Soldatii se marchó de vacío del festival, y aunque a Pororoca no le sucedió lo mismo (consiguió la Concha de Plata al Mejor Actor para Bogdan Dumitrache, intérprete indiscutible de la oleada de esplendor del cine rumano, presente en La muerte del Sr. Lazarescu, Las mejores intenciones, La mirada del hijo, Metabolismo y Sieranevada, entre otras), se trataba de una película mayor que merecía mejor fortuna en el palmarés. El elemento clave de Pororoca, tras unos comienzos marcados por el costumbrismo y las discusiones absurdas típicas de esta cinematografía, es un complejo plano secuencia de más de diez minutos en un parque al que acude el protagonista, Tudor, con sus dos hijos pequeños y en el que se desencadena el motivo central de la narración; rodado en un principio desde lejos, hasta que la cámara toma conciencia del drama y se va acercando a Bogdan Dumitrache y a su angustia, rodeándolo hasta cercarlo. Antes, el director va situando en el plano algunos puntos secundarios de atención con los que pretende despistarnos y acercarnos al despreocupado punto de vista del personaje principal; entre ellos destaca la discusión de dos ancianas con un joven sobre los peligros del perro de éste, que va subiendo de tono y acaba entre insultos y acusaciones de "comunistas". A pesar de ello, esta controversia nunca deja de estar en el extremo derecho del cuadro, con la cámara merodeando pero sin abandonar el plano general. Del mismo modo, un extraño vendedor de globos entra y sale de escena, al igual que una mujer desconocida a la que el protagonista confía el cuidado de su hija para que vayan "a comprar un helado". 

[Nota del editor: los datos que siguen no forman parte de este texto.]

#[tokio::test]
async fn erase_mask_hides_artwork_and_undo_restores_it() {
    let engine = ready_engine().await;
    engine.load_base_photo("photo.png").await.unwrap();
    engine.load_overlay_art("art.png").await.unwrap();
    engine
        .update_settings(SettingsPatch::default().scale(1.0))
        .unwrap();

    engine.enable_eraser();
    engine.set_brush(BrushSettings {
        size: 200.0,
        hardness: 1.0,
        opacity: 1.0,
        flow: 1.0,
    });
    engine.handle_pointer(&PointerEvent::down(0, 0.0, 24.0));
    engine.handle_pointer(&PointerEvent::moved(0, 32.0, 24.0));
    engine.handle_pointer(&PointerEvent::up(0, 64.0, 24.0));
    assert_eq!(engine.erase_stroke_count(), 1);
    // Eraser input never moves the overlay.
    assert_eq!(engine.settings().offset, [0.0, 0.0]);

    engine.apply_erase_mask().unwrap();
    assert!(engine.uniforms().unwrap().erase_active);
    let art = decode(&engine.export_artwork().unwrap());
    assert!(art.pixels().all(|p| p[3] == 0));
    let composite = decode(&engine.export_image().unwrap());
    assert_eq!(composite, photo(8, 6));

    assert!(engine.undo_erase().unwrap());
    assert_eq!(engine.erase_stroke_count(), 0);
    let art = decode(&engine.export_artwork().unwrap());
    assert!(art.get_pixel(4, 3)[3] > 0);

    engine.clear_erase().unwrap();
    assert!(!engine.uniforms().unwrap().erase_active);
}

#[tokio::test]
async fn new_artwork_clears_the_eraser() {
    let engine = ready_engine().await;
    engine.load_base_photo("photo.png").await.unwrap();
    engine.load_overlay_art("art.png").await.unwrap();
    engine.enable_eraser();
    engine.handle_pointer(&PointerEvent::down(0, 10.0, 10.0));
    engine.handle_pointer(&PointerEvent::up(0, 20.0, 10.0));
    engine.apply_erase_mask().unwrap();
    assert_eq!(engine.erase_stroke_count(), 1);

    engine.load_overlay_art("dark-art.png").await.unwrap();
    assert_eq!(engine.erase_stroke_count(), 0);
    assert!(!engine.uniforms().unwrap().erase_active);
}

#[tokio::test]
async fn later_photo_load_supersedes_earlier_one() {
    let mut fetcher = fetcher();
    fetcher.insert_delayed("slow.png", png(&photo(8, 6)), Duration::from_millis(300));
    let engine = engine_with(fetcher);
    engine.initialize().await.unwrap();

    let slow = {
        let engine = engine.clone();
        tokio::spawn(async move { engine.load_base_photo("slow.png").await })
    };
    tokio::time::sleep(Duration::from_millis(50)).await;
    assert_eq!(
        engine.load_base_photo("pattern.png").await.unwrap(),
        LoadOutcome::Applied
    );
    assert_eq!(slow.await.unwrap().unwrap(), LoadOutcome::Superseded);

    let exported = decode(&engine.export_image().unwrap());
    assert_eq!(exported, patterned(8, 6));
}

#[tokio::test]
async fn later_artwork_load_supersedes_earlier_one() {
    let mut fetcher = fetcher();
    fetcher.insert_delayed("slow-art.png", png(&artwork()), Duration::from_millis(300));
    let engine = engine_with(fetcher);
    engine.initialize().await.unwrap();
    engine.load_base_photo("photo.png").await.unwrap();

    let slow = {
        let engine = engine.clone();
        tokio::spawn(async move { engine.load_overlay_art("slow-art.png").await })
    };
    tokio::time::sleep(Duration::from_millis(50)).await;
    assert_eq!(
        engine.load_overlay_art("dark-art.png").await.unwrap(),
        LoadOutcome::Applied
    );
    assert_eq!(slow.await.unwrap().unwrap(), LoadOutcome::Superseded);
    assert_eq!(engine.overlay_url().as_deref(), Some("dark-art.png"));
}

#[tokio::test]
async fn restrip_does_not_cancel_a_pending_artwork_load() {
    let mut fetcher = fetcher();
    let wide = RgbaImage::from_pixel(8, 4, Rgba([220, 20, 20, 255]));
    fetcher.insert_delayed("wide-art.png", png(&wide), Duration::from_millis(200));
    let engine = engine_with(fetcher);
    engine.initialize().await.unwrap();
    engine.load_base_photo("photo.png").await.unwrap();
    engine.load_overlay_art("art.png").await.unwrap();

    let pending = {
        let engine = engine.clone();
        tokio::spawn(async move { engine.load_overlay_art("wide-art.png").await })
    };
    tokio::time::sleep(Duration::from_millis(50)).await;
    assert_eq!(
        engine.restrip_overlay(0.2).await.unwrap(),
        LoadOutcome::Applied
    );
    assert_eq!(pending.await.unwrap().unwrap(), LoadOutcome::Applied);
    assert_eq!(engine.overlay_url().as_deref(), Some("wide-art.png"));
    assert_eq!(engine.uniforms().unwrap().overlay_aspect, 2.0);
}

#[tokio::test]
async fn failed_load_keeps_previous_photo() {
    let engine = ready_engine().await;
    engine.load_base_photo("pattern.png").await.unwrap();

    let err = engine.load_base_photo("missing.png").await.unwrap_err();
    assert!(matches!(err, Error::Load { .. }), "unexpected error {err:?}");
    let err = engine.load_base_photo("broken.png").await.unwrap_err();
    assert!(matches!(err, Error::Load { .. }), "unexpected error {err:?}");
    let err = engine.load_overlay_art("missing.png").await.unwrap_err();
    assert!(matches!(err, Error::Load { .. }), "unexpected error {err:?}");

    let exported = decode(&engine.export_image().unwrap());
    assert_eq!(exported, patterned(8, 6));
    assert!(!engine.is_processing());
}

#[tokio::test]
async fn operations_before_initialize_are_not_ready() {
    let engine = engine_with(fetcher());
    assert_eq!(engine.state(), EngineState::Uninitialized);
    assert!(matches!(
        engine.load_base_photo("photo.png").await,
        Err(Error::NotReady(EngineState::Uninitialized))
    ));
    assert!(matches!(
        engine.export_image(),
        Err(Error::NotReady(EngineState::Uninitialized))
    ));
    assert!(engine.uniforms().is_none());
}

#[tokio::test]
async fn export_before_any_photo_has_nothing_to_export() {
    let engine = ready_engine().await;
    assert!(matches!(engine.export_image(), Err(Error::NothingToExport)));
}

#[tokio::test]
async fn concurrent_initialize_is_idempotent() {
    let engine = engine_with(fetcher());
    let (a, b) = tokio::join!(engine.initialize(), engine.initialize());
    a.unwrap();
    b.unwrap();
    engine.initialize().await.unwrap();
    assert_eq!(engine.state(), EngineState::Ready);
    assert_eq!(engine.resource_stats().uploaded, 0);
}

#[tokio::test]
async fn replaced_textures_are_released_once() {
    let engine = ready_engine().await;
    engine.load_base_photo("photo.png").await.unwrap();
    let stats = engine.resource_stats();
    assert_eq!((stats.uploaded, stats.released, stats.live), (3, 0, 3));

    engine.load_base_photo("pattern.png").await.unwrap();
    let stats = engine.resource_stats();
    assert_eq!((stats.uploaded, stats.released, stats.live), (6, 3, 3));

    engine.load_overlay_art("art.png").await.unwrap();
    let stats = engine.resource_stats();
    assert_eq!((stats.uploaded, stats.released, stats.live), (7, 3, 4));
}

#[tokio::test]
async fn settings_merge_clamp_and_notify() {
    let engine = ready_engine().await;
    let seen = Arc::new(Mutex::new(Vec::new()));
    {
        let seen = Arc::clone(&seen);
        engine.on_settings_change(move |settings| seen.lock().unwrap().push(*settings));
    }

    let next = engine
        .update_settings(SettingsPatch::default().opacity(5.0).rotation(0.5))
        .unwrap();
    assert_eq!(next.opacity, 1.0);
    assert_eq!(next.rotation, 0.5);
    assert_eq!(next.scale, OverlaySettings::default().scale);

    let uniforms = engine.uniforms().unwrap();
    assert_eq!(uniforms.opacity, 1.0);
    assert_eq!(uniforms.rotation, 0.5);
    assert_eq!(uniforms.contrast, 1.3);

    let next = engine
        .update_settings(SettingsPatch::default().scale(f32::NAN).multiply(false))
        .unwrap();
    assert_eq!(next.scale, OverlaySettings::default().scale);
    assert!(!next.multiply);

    {
        let seen = seen.lock().unwrap();
        assert_eq!(seen.len(), 2);
        assert_eq!(seen[1], next);
    }

    let reset = engine.reset_settings().unwrap();
    assert_eq!(reset, OverlaySettings::default());
    assert_eq!(engine.settings(), OverlaySettings::default());
    assert_eq!(engine.uniforms().unwrap().opacity, 0.8);
    assert_eq!(seen.lock().unwrap().last().copied(), Some(reset));
}

#[tokio::test]
async fn large_scale_round_trips() {
    let engine = ready_engine().await;
    let next = engine
        .update_settings(SettingsPatch::default().scale(5000.0))
        .unwrap();
    assert_eq!(next.scale, 5000.0);
    assert_eq!(engine.settings().scale, 5000.0);
    assert_eq!(engine.uniforms().unwrap().scale, 5000.0);
}

#[tokio::test]
async fn processing_flag_brackets_loads() {
    let engine = ready_engine().await;
    let seen = Arc::new(Mutex::new(Vec::new()));
    {
        let seen = Arc::clone(&seen);
        engine.on_processing_change(move |busy| seen.lock().unwrap().push(busy));
    }
    engine.load_base_photo("photo.png").await.unwrap();
    let _ = engine.load_overlay_art("missing.png").await;
    assert_eq!(*seen.lock().unwrap(), vec![true, false, true, false]);
    assert!(!engine.is_processing());
}

#[tokio::test]
async fn drag_moves_overlay_in_quad_units() {
    let engine = ready_engine().await;
    engine.load_base_photo("photo.png").await.unwrap();

    engine.handle_pointer(&PointerEvent::down(0, 10.0, 10.0));
    engine.handle_pointer(&PointerEvent::moved(0, 42.0, 10.0));
    let offset = engine.settings().offset;
    assert!((offset[0] - 0.5).abs() < 1e-5, "offset {offset:?}");
    assert!(offset[1].abs() < 1e-5);

    engine.handle_pointer(&PointerEvent::moved(0, 42.0, 34.0));
    let offset = engine.settings().offset;
    assert!((offset[1] - 0.5).abs() < 1e-5, "offset {offset:?}");
    engine.handle_pointer(&PointerEvent::up(0, 42.0, 34.0));

    // A second drag starts from where the first left off.
    engine.handle_pointer(&PointerEvent::down(0, 0.0, 0.0));
    engine.handle_pointer(&PointerEvent::moved(0, -32.0, 0.0));
    let offset = engine.settings().offset;
    assert!(offset[0].abs() < 1e-5, "offset {offset:?}");
    assert_eq!(engine.uniforms().unwrap().offset, offset);
}

#[tokio::test]
async fn pinch_scales_and_twist_rotates() {
    let engine = ready_engine().await;
    engine.load_base_photo("photo.png").await.unwrap();

    engine.handle_pointer(&PointerEvent::down(1, 10.0, 10.0));
    engine.handle_pointer(&PointerEvent::down(2, 20.0, 10.0));
    engine.handle_pointer(&PointerEvent::moved(2, 30.0, 10.0));
    let settings = engine.settings();
    assert!((settings.scale - 0.2).abs() < 1e-6, "scale {}", settings.scale);
    assert_eq!(settings.offset, [0.0, 0.0]);

    engine.handle_pointer(&PointerEvent::moved(2, 10.0, 30.0));
    let settings = engine.settings();
    assert!((settings.rotation - std::f32::consts::FRAC_PI_2).abs() < 1e-5);
    assert!((settings.scale - 0.2).abs() < 1e-6);
}

#[tokio::test]
async fn disabled_gestures_leave_settings_alone() {
    let mut cfg = test_config();
    cfg.gestures.enabled = false;
    let engine = PreviewEngine::builder(cfg)
        .fetcher(Arc::new(fetcher()))
        .build();
    engine.initialize().await.unwrap();
    engine.load_base_photo("photo.png").await.unwrap();
    engine.handle_pointer(&PointerEvent::down(0, 10.0, 10.0));
    engine.handle_pointer(&PointerEvent::moved(0, 42.0, 10.0));
    assert_eq!(engine.settings(), OverlaySettings::default());
}

#[tokio::test]
async fn resize_updates_surface_and_erase_rect() {
    let engine = ready_engine().await;
    engine.load_base_photo("photo.png").await.unwrap();
    engine.resize(128, 48).unwrap();
    assert_eq!(engine.render_frame().unwrap().dimensions(), (128, 48));
    let rect = engine.uniforms().unwrap().erase_rect;
    assert!((rect[0] - 0.25).abs() < 1e-6);
    assert!((rect[2] - 0.5).abs() < 1e-6);

    engine.resize(0, 0).unwrap();
    assert_eq!(engine.render_frame().unwrap().dimensions(), (1, 1));
}

#[tokio::test]
async fn dispose_is_idempotent_and_final() {
    let engine = ready_engine().await;
    engine.load_base_photo("photo.png").await.unwrap();
    engine.dispose();
    engine.dispose();
    assert_eq!(engine.state(), EngineState::Disposed);
    assert!(matches!(
        engine.export_image(),
        Err(Error::NotReady(EngineState::Disposed))
    ));
    assert!(matches!(
        engine.initialize().await,
        Err(Error::NotReady(EngineState::Disposed))
    ));
    assert!(engine.update_settings(SettingsPatch::default()).is_err());
    assert_eq!(engine.resource_stats().live, 0);
}

struct BrokenModel;

impl SegmentationModel for BrokenModel {
    fn initialize(&self) -> BoxFuture<'_, Result<(), SegmentationUnavailable>> {
        Box::pin(async { Err(SegmentationUnavailable::Init("weights missing".into())) })
    }

    fn segment<'a>(
        &'a self,
        _image: &'a RgbaImage,
    ) -> BoxFuture<'a, Result<CategoryMask, SegmentationUnavailable>> {
        Box::pin(async { Err(SegmentationUnavailable::Inference("unreachable".into())) })
    }
}
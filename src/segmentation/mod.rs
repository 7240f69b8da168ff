//! Skin segmentation of the base photo.
//!
//! A [`SegmentationModel`] is an external capability (for example a
//! multiclass selfie segmenter) injected by the host. The provider
//! initializes it at most once and falls back to the colour heuristic in
//! [`skin`] whenever the model is missing, failed to initialize, or errors on
//! a particular photo. Segmentation never fails from the caller's side.

pub mod skin;

use std::sync::Arc;
use std::sync::atomic::{AtomicBool, Ordering};

use futures::future::BoxFuture;
use image::RgbaImage;
use thiserror::Error;
use tokio::sync::OnceCell;
use tracing::{debug, info, warn};

use crate::config::SegmentationConfig;
use crate::raster::{AssetKind, RasterAsset};
use skin::{SkinThresholds, heuristic_skin_mask, mask_pixel};

pub use skin::detect_skin;

/// Per-pixel category indices produced by a model, row-major.
#[derive(Debug, Clone, PartialEq, Eq)]
pub struct CategoryMask {
    pub width: u32,
    pub height: u32,
    pub categories: Vec<u8>,
}

#[derive(Debug, Clone, Error)]
pub enum SegmentationUnavailable {
    #[error("no segmentation model configured")]
    NoModel,
    #[error("segmentation model failed to initialize: {0}")]
    Init(String),
    #[error("segmentation model failed: {0}")]
    Inference(String),
    #[error("segmentation model returned a malformed mask: {0}")]
    Malformed(String),
}

pub trait SegmentationModel: Send + Sync {
    fn initialize(&self) -> BoxFuture<'_, Result<(), SegmentationUnavailable>>;

    fn segment<'a>(
        &'a self,
        image: &'a RgbaImage,
    ) -> BoxFuture<'a, Result<CategoryMask, SegmentationUnavailable>>;
}

#[derive(Debug, Clone, Copy, PartialEq, Eq)]
pub enum SegmentationState {
    Uninitialized,
    Initializing,
    Ready,
    Degraded,
}

pub struct SegmentationProvider {
    model: Option<Arc<dyn SegmentationModel>>,
    outcome: OnceCell<SegmentationState>,
    initializing: AtomicBool,
    skin_categories: Vec<u8>,
    thresholds: SkinThresholds,
}

impl SegmentationProvider {
    pub fn new(model: Option<Arc<dyn SegmentationModel>>, cfg: &SegmentationConfig) -> Self {
        Self {
            model,
            outcome: OnceCell::new(),
            initializing: AtomicBool::new(false),
            skin_categories: cfg.skin_categories.clone(),
            thresholds: cfg.thresholds,
        }
    }

    /// Provider that always uses the heuristic.
    pub fn heuristic(cfg: &SegmentationConfig) -> Self {
        Self::new(None, cfg)
    }

    /// Initializes the model once; concurrent callers share the attempt.
    pub async fn initialize(&self) -> SegmentationState {
        *self
            .outcome
            .get_or_init(|| async {
                self.initializing.store(true, Ordering::SeqCst);
                let state = match self.model.as_ref() {
                    None => {
                        info!("no segmentation model configured; using skin heuristic");
                        SegmentationState::Degraded
                    }
                    Some(model) => match model.initialize().await {
                        Ok(()) => {
                            info!("segmentation model ready");
                            SegmentationState::Ready
                        }
                        Err(err) => {
                            warn!(error = %err, "segmentation unavailable; using skin heuristic");
                            SegmentationState::Degraded
                        }
                    },
                };
                self.initializing.store(false, Ordering::SeqCst);
                state
            })
            .await
    }

    pub fn state(&self) -> SegmentationState {
        match self.outcome.get() {
            Some(state) => *state,
            None if self.initializing.load(Ordering::SeqCst) => SegmentationState::Initializing,
            None => SegmentationState::Uninitialized,
        }
    }

    pub fn is_ready(&self) -> bool {
        self.state() == SegmentationState::Ready
    }

    /// Binary skin mask at the photo's resolution.
    pub async fn segment(&self, photo: &RasterAsset) -> RasterAsset {
        if let (SegmentationState::Ready, Some(model)) = (self.state(), self.model.as_ref()) {
            match self.segment_with_model(model.as_ref(), photo).await {
                Ok(mask) => return RasterAsset::generated(AssetKind::SegmentationMask, mask),
                Err(err) => warn!(error = %err, "segmentation failed; using skin heuristic"),
            }
        }
        self.segment_heuristic(photo).await
    }

    async fn segment_with_model(
        &self,
        model: &dyn SegmentationModel,
        photo: &RasterAsset,
    ) -> Result<RgbaImage, SegmentationUnavailable> {
        let mask = model.segment(photo.pixels()).await?;
        let expected = mask.width as usize * mask.height as usize;
        if mask.width == 0 || mask.height == 0 || mask.categories.len() != expected {
            return Err(SegmentationUnavailable::Malformed(format!(
                "{}x{} mask with {} entries",
                mask.width,
                mask.height,
                mask.categories.len()
            )));
        }
        Ok(categories_to_mask(
            &mask,
            &self.skin_categories,
            photo.width(),
            photo.height(),
        ))
    }

    async fn segment_heuristic(&self, photo: &RasterAsset) -> RasterAsset {
        let pixels = photo.shared();
        let thresholds = self.thresholds;
        let mask = match tokio::task::spawn_blocking(move || heuristic_skin_mask(&pixels, &thresholds)).await {
            Ok(mask) => mask,
            Err(err) => {
                debug!(error = %err, "heuristic worker failed; running inline");
                heuristic_skin_mask(photo.pixels(), &self.thresholds)
            }
        };
        RasterAsset::generated(AssetKind::SegmentationMask, mask)
    }
}

/// Nearest-neighbour resample of a category mask into an alpha mask.
pub fn categories_to_mask(mask: &CategoryMask, skin: &[u8], width: u32, height: u32) -> RgbaImage {
    let mut out = RgbaImage::new(width, height);
    let (mw, mh) = (mask.width as u64, mask.height as u64);
    for (x, y, pixel) in out.enumerate_pixels_mut() {
        let sx = ((x as u64 * mw) / width.max(1) as u64).min(mw - 1);
        let sy = ((y as u64 * mh) / height.max(1) as u64).min(mh - 1);
        let category = mask.categories[(sy * mw + sx) as usize];
        *pixel = mask_pixel(skin.contains(&category));
    }
    out
}
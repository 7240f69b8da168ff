//! Binary entrypoint for the tattoo preview.
//!
//! Delegates all logic to the library crate.

use std::path::{Path, PathBuf};

use anyhow::{Context, Result};
use clap::{ArgAction, Parser, ValueEnum};
use tattoo_preview::config::{BackendKind, Configuration};
use tattoo_preview::{ExportMode, PreviewEngine, ViewerOptions};
use tokio_util::sync::CancellationToken;
use tracing::info;
use tracing_subscriber::EnvFilter;

#[derive(Debug, Clone, Copy, ValueEnum)]
enum BackendArg {
    Cpu,
    Gpu,
}

impl From<BackendArg> for BackendKind {
    fn from(arg: BackendArg) -> Self {
        match arg {
            BackendArg::Cpu => BackendKind::Cpu,
            BackendArg::Gpu => BackendKind::Gpu,
        }
    }
}

#[derive(Debug, Parser)]
#[command(
    name = "tattoo-preview",
    version,
    about = "Preview tattoo artwork on a photo"
)]
struct Args {
    /// Path to YAML config
    #[arg(short, long, value_name = "FILE")]
    config: Option<PathBuf>,
    /// Base photo path, file:// URL or data: URI
    #[arg(long, value_name = "URL")]
    photo: String,
    /// Tattoo artwork path, file:// URL or data: URI
    #[arg(long, value_name = "URL")]
    art: Option<String>,
    /// Render headless and write a PNG instead of opening a window
    #[arg(long, value_name = "FILE")]
    export: Option<PathBuf>,
    /// Export the artwork alone instead of the composite
    #[arg(long, requires = "export")]
    artwork_only: bool,
    /// Override render.backend from the config
    #[arg(long, value_enum)]
    backend: Option<BackendArg>,
    /// Increase log verbosity (repeatable)
    #[arg(short = 'v', long = "verbose", action = ArgAction::Count)]
    verbose: u8,
}

fn init_tracing(verbosity: u8) -> Result<()> {
    let level = match verbosity {
        0 => "info",
        1 => "debug",
        _ => "trace",
    };
    let filter = EnvFilter::try_from_default_env()
        .unwrap_or_else(|_| EnvFilter::new(format!("tattoo_preview={level}")))
        .add_directive("wgpu=warn".parse()?)
        .add_directive("winit=warn".parse()?)
        .add_directive("naga=warn".parse()?);
    tracing_subscriber::fmt()
        .with_env_filter(filter)
        .with_target(false)
        .compact()
        .init();
    Ok(())
}

fn load_config(args: &Args) -> Result<Configuration> {
    let mut cfg = match args.config.as_ref() {
        Some(path) => Configuration::from_yaml_file(path)
            .with_context(|| format!("failed to load configuration from {}", path.display()))?,
        None => Configuration::default(),
    };
    if let Some(backend) = args.backend {
        cfg.render.backend = backend.into();
    }
    cfg.validated().context("invalid configuration values")
}

async fn export(cfg: Configuration, args: &Args, out: &Path) -> Result<()> {
    let engine = PreviewEngine::new(cfg);
    engine
        .initialize()
        .await
        .context("failed to initialize preview engine")?;
    engine
        .load_base_photo(&args.photo)
        .await
        .context("failed to load base photo")?;
    if let Some(art) = args.art.as_deref() {
        engine
            .load_overlay_art(art)
            .await
            .context("failed to load overlay artwork")?;
    }
    let mode = if args.artwork_only {
        ExportMode::ArtworkOnly
    } else {
        ExportMode::Composite
    };
    let png = engine.export_png(mode).context("failed to render preview")?;
    tokio::fs::write(out, &png)
        .await
        .with_context(|| format!("failed to write {}", out.display()))?;
    info!(path = %out.display(), bytes = png.len(), ?mode, "preview exported");
    engine.dispose();
    Ok(())
}

#[tokio::main]
async fn main() -> Result<()> {
    let args = Args::parse();
    init_tracing(args.verbose)?;

    let cfg = load_config(&args)?;
    tracing::debug!("configuration:\n{:#?}", cfg);

    if let Some(out) = args.export.as_ref() {
        return export(cfg, &args, out).await;
    }

    let cancel = CancellationToken::new();
    {
        let cancel = cancel.clone();
        tokio::spawn(async move {
            if let Err(err) = tokio::signal::ctrl_c().await {
                tracing::warn!("ctrl-c handler failed: {err}");
                return;
            }
            tracing::info!("ctrl-c received; closing preview");
            cancel.cancel();
        });
    }

    let options = ViewerOptions {
        photo: args.photo.clone(),
        art: args.art.clone(),
        save_path: PathBuf::from("preview.png"),
    };
    // The window must own the main thread.
    tattoo_preview::run_windowed(cfg, options, cancel).context("viewer failed")
}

La complejidad de esta secuencia, en la que como espectadores llegamos a sentir una culpabilidad análoga a la del protagonista por no haber sido capaces de fijar la atención en el lugar clave que habría evitado los dramáticos acontecimientos posteriores, es acentuada en las visitas posteriores a ese mismo parque, en el que volvemos a ver un cuadro semejante (pero nunca igual) y algunos de sus elementos de forma aislada, como si la cámara estuviese analizando el lugar del crimen y preguntándose, con nosotros, qué pudo salir mal. 




Una vez consumado el drama, la película vira hacia una pesadumbre y lentitud poco sorprendentes y ya habituales en el grueso de la producción rumana que conocemos, pero antes de que lleguemos a la mitad del metraje se produce otra cesura, la del abandono del protagonista por su mujer, a raíz de la cual la película se transforma: los elementos ambientales se adueñan de la narración y de la voluntad de Tudor, al que vemos en la primera secuencia de su soledad fumar nada más levantarse, con el humo inundando el plano antes de que la luz del sol tome su relevo, lavarse la cabeza en el fregadero de la cocina y pisar un cristal roto con el pie desnudo. Tras esta significativa descripción de su nueva vida, la cámara va a estar casi siempre muy cerca de su rostro u optará por el plano subjetivo con el fondo desenfocado, mientras progresivamente asistiremos a su degradación y a su transformación física imparables. Las discusiones con la policía, en las que se pone en juego la lógica argumentativa y la diferencia entre lo que creemos y la realidad (que son las pruebas), nos remiten sin duda a Policía, adjetivo del ya citado Porumboiu, con el detective actuando como el filtro que separa la visión del público de la del protagonista. 



El tercer giro, ya en los estertores y con Taxi Driver como principal referente, es el que mayor impacto creó en el público y más controversia entre la crítica y nos dirige hacia otro plano secuencia final de larga duración en el que, a pesar de su violencia, no hay ningún tipo de énfasis y sí un cuidado técnico que nos hace entenderlo (y defenderlo) como una evolución natural del desquiciamiento del protagonista y del relato, y como coronación final de un ejemplar estudio de hasta dónde nos puede llevar una angustia que crece como un pozo sin fondo, y ante la que el mundo nos deja solos.